The National Trust
Percy's Country Hotel is central to all the National Trust properties to visit in Devon and Cornwall.
The National Trust is synomous throughout Devon with immaculately maintained and breathtaking properties. Days out do not come anymore rewarding than a trip to the stunning Lydford Gorge or perhaps following in the footsteps of Sir Francis Drake at the fascinating Buckland Abbey.
This house is a magnificent medieval manor house situated in a picturesque riverside location. Truly a great place to visit and so much to see. The Tudor mansion is brimming with heritage – antique tapestries, weapons, armour, pewter, brass and oak furniture. There are many interesting stories about the Edgcumbe family who owned Cotehele for six centuries.
Once you have had a chance to walk around the house why not visit the working watermill and workshops.
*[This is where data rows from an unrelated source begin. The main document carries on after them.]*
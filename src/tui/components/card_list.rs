//! # CardList Component
//!
//! Scrollable column of reading cards with one selected card. Used for the
//! verses of a chapter and the narrations of a collection.
//!
//! `CardList` is created each frame and wraps `&'a mut CardListState`, which
//! lives in `TuiState`. Heights are measured before drawing so the scroll
//! view canvas is exact and the selection can be kept in view.

use ratatui::Frame;
use ratatui::layout::{Position, Rect, Size};
use tui_scrollview::{ScrollView, ScrollViewState, ScrollbarVisibility};

use crate::tui::component::{Component, EventHandler};
use crate::tui::components::card::Card;
use crate::tui::event::TuiEvent;

/// Cards skipped by PageUp/PageDown.
const PAGE_STEP: usize = 5;

/// Selection and scroll state, persisted across frames.
#[derive(Default)]
pub struct CardListState {
    pub scroll_state: ScrollViewState,
    pub selected: usize,
    /// Card heights from the last render.
    pub heights: Vec<u16>,
    /// Running sum of `heights`; `prefix_heights[i]` is the bottom of card `i`.
    pub prefix_heights: Vec<u16>,
    pub viewport_height: u16,
    /// Number of cards at last render, for clamping between frames.
    len: usize,
}

impl CardListState {
    pub fn new() -> Self {
        Self::default()
    }

    /// Back to the first card, scrolled to the top.
    pub fn reset(&mut self) {
        *self = Self::default();
    }

    pub fn select_next(&mut self, step: usize) {
        if self.len > 0 {
            self.selected = self.selected.saturating_add(step).min(self.len - 1);
        }
    }

    pub fn select_previous(&mut self, step: usize) {
        self.selected = self.selected.saturating_sub(step);
    }

    fn set_len(&mut self, len: usize) {
        self.len = len;
        if len == 0 {
            self.selected = 0;
        } else if self.selected >= len {
            self.selected = len - 1;
        }
    }

    fn rebuild_prefix_heights(&mut self) {
        let mut total = 0u16;
        self.prefix_heights = self
            .heights
            .iter()
            .map(|h| {
                total = total.saturating_add(*h);
                total
            })
            .collect();
    }

    /// Scroll the viewport so the selected card is visible.
    /// Cards taller than the viewport are aligned by their top edge.
    pub fn scroll_to_selected(&mut self) {
        let idx = self.selected;
        let Some(&item_bottom) = self.prefix_heights.get(idx) else {
            return;
        };
        let item_top = if idx == 0 {
            0
        } else {
            self.prefix_heights[idx - 1]
        };
        let offset_y = self.scroll_state.offset().y;

        if item_top < offset_y {
            self.scroll_state.set_offset(Position { x: 0, y: item_top });
        } else if item_bottom > offset_y + self.viewport_height {
            let height = item_bottom - item_top;
            let new_y = if height > self.viewport_height {
                item_top
            } else {
                item_bottom.saturating_sub(self.viewport_height)
            };
            self.scroll_state.set_offset(Position { x: 0, y: new_y });
        }
    }
}

impl EventHandler for CardListState {
    type Event = ();

    fn handle_event(&mut self, event: &TuiEvent) -> Option<Self::Event> {
        match event {
            TuiEvent::CursorUp => self.select_previous(1),
            TuiEvent::CursorDown => self.select_next(1),
            TuiEvent::PageUp => self.select_previous(PAGE_STEP),
            TuiEvent::PageDown => self.select_next(PAGE_STEP),
            TuiEvent::Home => self.selected = 0,
            TuiEvent::End => self.select_next(usize::MAX),
            // Wheel scrolls the view without moving the selection
            TuiEvent::ScrollUp => {
                self.scroll_state.scroll_up();
                return None;
            }
            TuiEvent::ScrollDown => {
                self.scroll_state.scroll_down();
                return None;
            }
            _ => return None,
        }
        self.scroll_to_selected();
        None
    }
}

/// Transient render wrapper. Marks the selected card before drawing.
pub struct CardList<'a> {
    pub state: &'a mut CardListState,
    pub cards: Vec<Card>,
}

impl<'a> CardList<'a> {
    pub fn new(state: &'a mut CardListState, cards: Vec<Card>) -> Self {
        Self { state, cards }
    }
}

impl Component for CardList<'_> {
    fn render(&mut self, frame: &mut Frame, area: Rect) {
        let content_width = area.width.saturating_sub(1); // scrollbar column

        self.state.set_len(self.cards.len());
        self.state.heights = self
            .cards
            .iter()
            .map(|c| c.calculate_height(content_width))
            .collect();
        self.state.rebuild_prefix_heights();
        self.state.viewport_height = area.height;
        self.state.scroll_to_selected();

        let total_height = self.state.prefix_heights.last().copied().unwrap_or(0);
        let mut scroll_view = ScrollView::new(Size::new(content_width, total_height))
            .vertical_scrollbar_visibility(ScrollbarVisibility::Automatic)
            .horizontal_scrollbar_visibility(ScrollbarVisibility::Never);

        let mut y_offset = 0u16;
        for (i, card) in self.cards.iter_mut().enumerate() {
            card.is_selected = i == self.state.selected;
            let height = self.state.heights[i];
            scroll_view.render_widget(&*card, Rect::new(0, y_offset, content_width, height));
            y_offset = y_offset.saturating_add(height);
        }

        frame.render_stateful_widget(scroll_view, area, &mut self.state.scroll_state);
    }
}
This tranquil and timeless mill is still working and is an atmospheric reminder of the recent past when corn was ground for the local community. The workshops house a traditional furniture maker, a potter, a saddler’s and a smithy.
On Tuesdays and Thursdays the mill can be seen in action grinding flour and baking days are frequently scheduled when you can join in and try your hand at bread making or making a pizza. You can even buy a bag of flour to take home!
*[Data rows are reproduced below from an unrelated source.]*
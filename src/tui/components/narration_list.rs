//! Narrations of the open collection, one card each with grading, both
//! texts, any cached AI translation and the chain of narrators.

use ratatui::Frame;
use ratatui::layout::{Alignment, Constraint, Layout, Rect};
use ratatui::style::{Color, Modifier, Style};
use ratatui::text::Line;
use ratatui::widgets::{Block, Borders, Paragraph, Wrap};

use crate::core::model::{Collection, Grading, Narration};
use crate::tui::component::Component;
use crate::tui::components::card::{Card, CardSection};
use crate::tui::components::card_list::{CardList, CardListState};
use crate::tui::components::loading::Loading;
use crate::tui::components::theme_color;

pub fn grading_color(grading: Grading) -> Color {
    match grading {
        Grading::Sahih => Color::Green,
        Grading::Hasan => Color::Cyan,
        Grading::Daif => Color::Yellow,
        Grading::Mawdu => Color::Red,
        Grading::Unknown => Color::Gray,
    }
}

pub fn narration_card(narration: &Narration) -> Card {
    let mut sections = vec![
        CardSection::new(narration.arabic_text.as_str(), Style::default().fg(Color::Yellow)),
        CardSection::new(narration.english_text.as_str(), Style::default()),
    ];
    if let Some(translated) = &narration.secondary_translation {
        sections.push(CardSection::new(
            format!("Tamil: {translated}"),
            Style::default().fg(Color::Cyan),
        ));
    }
    if let Some(chain) = &narration.isnad {
        sections.push(CardSection::new(
            format!("Chain: {chain}"),
            Style::default().fg(Color::DarkGray),
        ));
    }
    sections.push(CardSection::new(
        format!("{} · graded by {}", narration.chapter_title, narration.graded_by),
        Style::default().fg(Color::DarkGray).add_modifier(Modifier::ITALIC),
    ));

    Card {
        title: format!(
            " {} {} · {} ({}) ",
            narration.collection,
            narration.hadith_number,
            narration.grading.label(),
            narration.grading.term()
        ),
        sections,
        accent: grading_color(narration.grading),
        is_selected: false,
    }
}

pub struct NarrationList<'a> {
    pub collection: Option<&'a Collection>,
    pub narrations: &'a [Narration],
    pub state: &'a mut CardListState,
    pub loading: bool,
    pub spinner_frame: usize,
}

impl Component for NarrationList<'_> {
    fn render(&mut self, frame: &mut Frame, area: Rect) {
        let [header_area, list_area] =
            Layout::vertical([Constraint::Length(3), Constraint::Min(0)]).areas(area);

        if let Some(collection) = self.collection {
            let accent = theme_color(collection.theme);
            let byline = match collection.author {
                Some(author) => format!("{} · {}", author, collection.size.describe()),
                None => collection.size.describe(),
            };
            let lines = vec![
                Line::styled(
                    collection.name,
                    Style::default().fg(accent).add_modifier(Modifier::BOLD),
                ),
                Line::styled(byline, Style::default().fg(Color::DarkGray)),
            ];
            frame.render_widget(
                Paragraph::new(lines)
                    .alignment(Alignment::Center)
                    .block(Block::default().borders(Borders::BOTTOM)),
                header_area,
            );
        }

        if self.narrations.is_empty() {
            if self.loading {
                Loading {
                    label: "Gathering narrations...",
                    frame_index: self.spinner_frame,
                }
                .render(frame, list_area);
            } else {
                frame.render_widget(
                    Paragraph::new("No narrations available for this collection.")
                        .style(Style::default().fg(Color::DarkGray))
                        .alignment(Alignment::Center)
                        .wrap(Wrap { trim: true }),
                    list_area,
                );
            }
            return;
        }

        let cards = self.narrations.iter().map(narration_card).collect();
        CardList::new(self.state, cards).render(frame, list_area);
    }
}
There is information about a leat and a hydro-electric scheme to read all about.
The last castle to be built in England, completed only eight decades ago. Julius Drewe, a wealthy young retail magnate, built it in an effort to enhance his social standing. The building took years to build with spiraling costs and the roof started leaking soon after work completed. The history here is fascinating – it is a very British story of class, ambition and tragedy.
The National Trust were asked to take over the property in 1973 as the family were unable to keep up with the snagging and general maintenance.
Saltram is the largest country house in Devon and was formerly the home of the Parker family. The house, a gracious Georgian mansion set within 20 acres of landscaped parkland and garden overlooking the River Plym is recognizable to many after its appearance as Norland Park in the film-production of Sense and Sensibility. The magnificence of this fine house is largely due to the incredibly famous architect of the era, Robert Adam who was engaged by John Parker to alter the east wing. In the late 19th century Saltram was reinvented more as a plantsman’s garden under the influence of Albert Parker who was married to Margaret Holford, daughter of RS Holford of Gloucestershire’s Westonbirt Arboretum. Albert and Margaret shared an enormous passion for rare trees and shrubs, which they included in their planting scheme. The gardens at Saltram are renowned for being as beautiful in winter as it is the rest of the year.
Boscastle in the north of Cornwall is a pretty medieval harbour and fishing community - it is the only natural harbour for twenty miles and sits in a deep coomb where two valleys, formed by the rivers Valency and Jordan, meet. On top of the cliffs you can witness the medieval strip farming system, which is still in operation. From there you can also witness the stunning scenery and breathtaking coastal views. The Elizabethan quay sits in an impressive Amphitheatre of almost vertical cliffs and includes original stone-built cottages many of which date back to the 15th century – all in an area of outstanding natural beauty. Nearby, you can visit the half-forgotten churches of Minster and St. Juliots – once made famous by Thomas Hardy when he was at one time an architect on the restoration of the church. It was there that he met his wife, Emma Gifford, as she was the rector’s sister-in-law.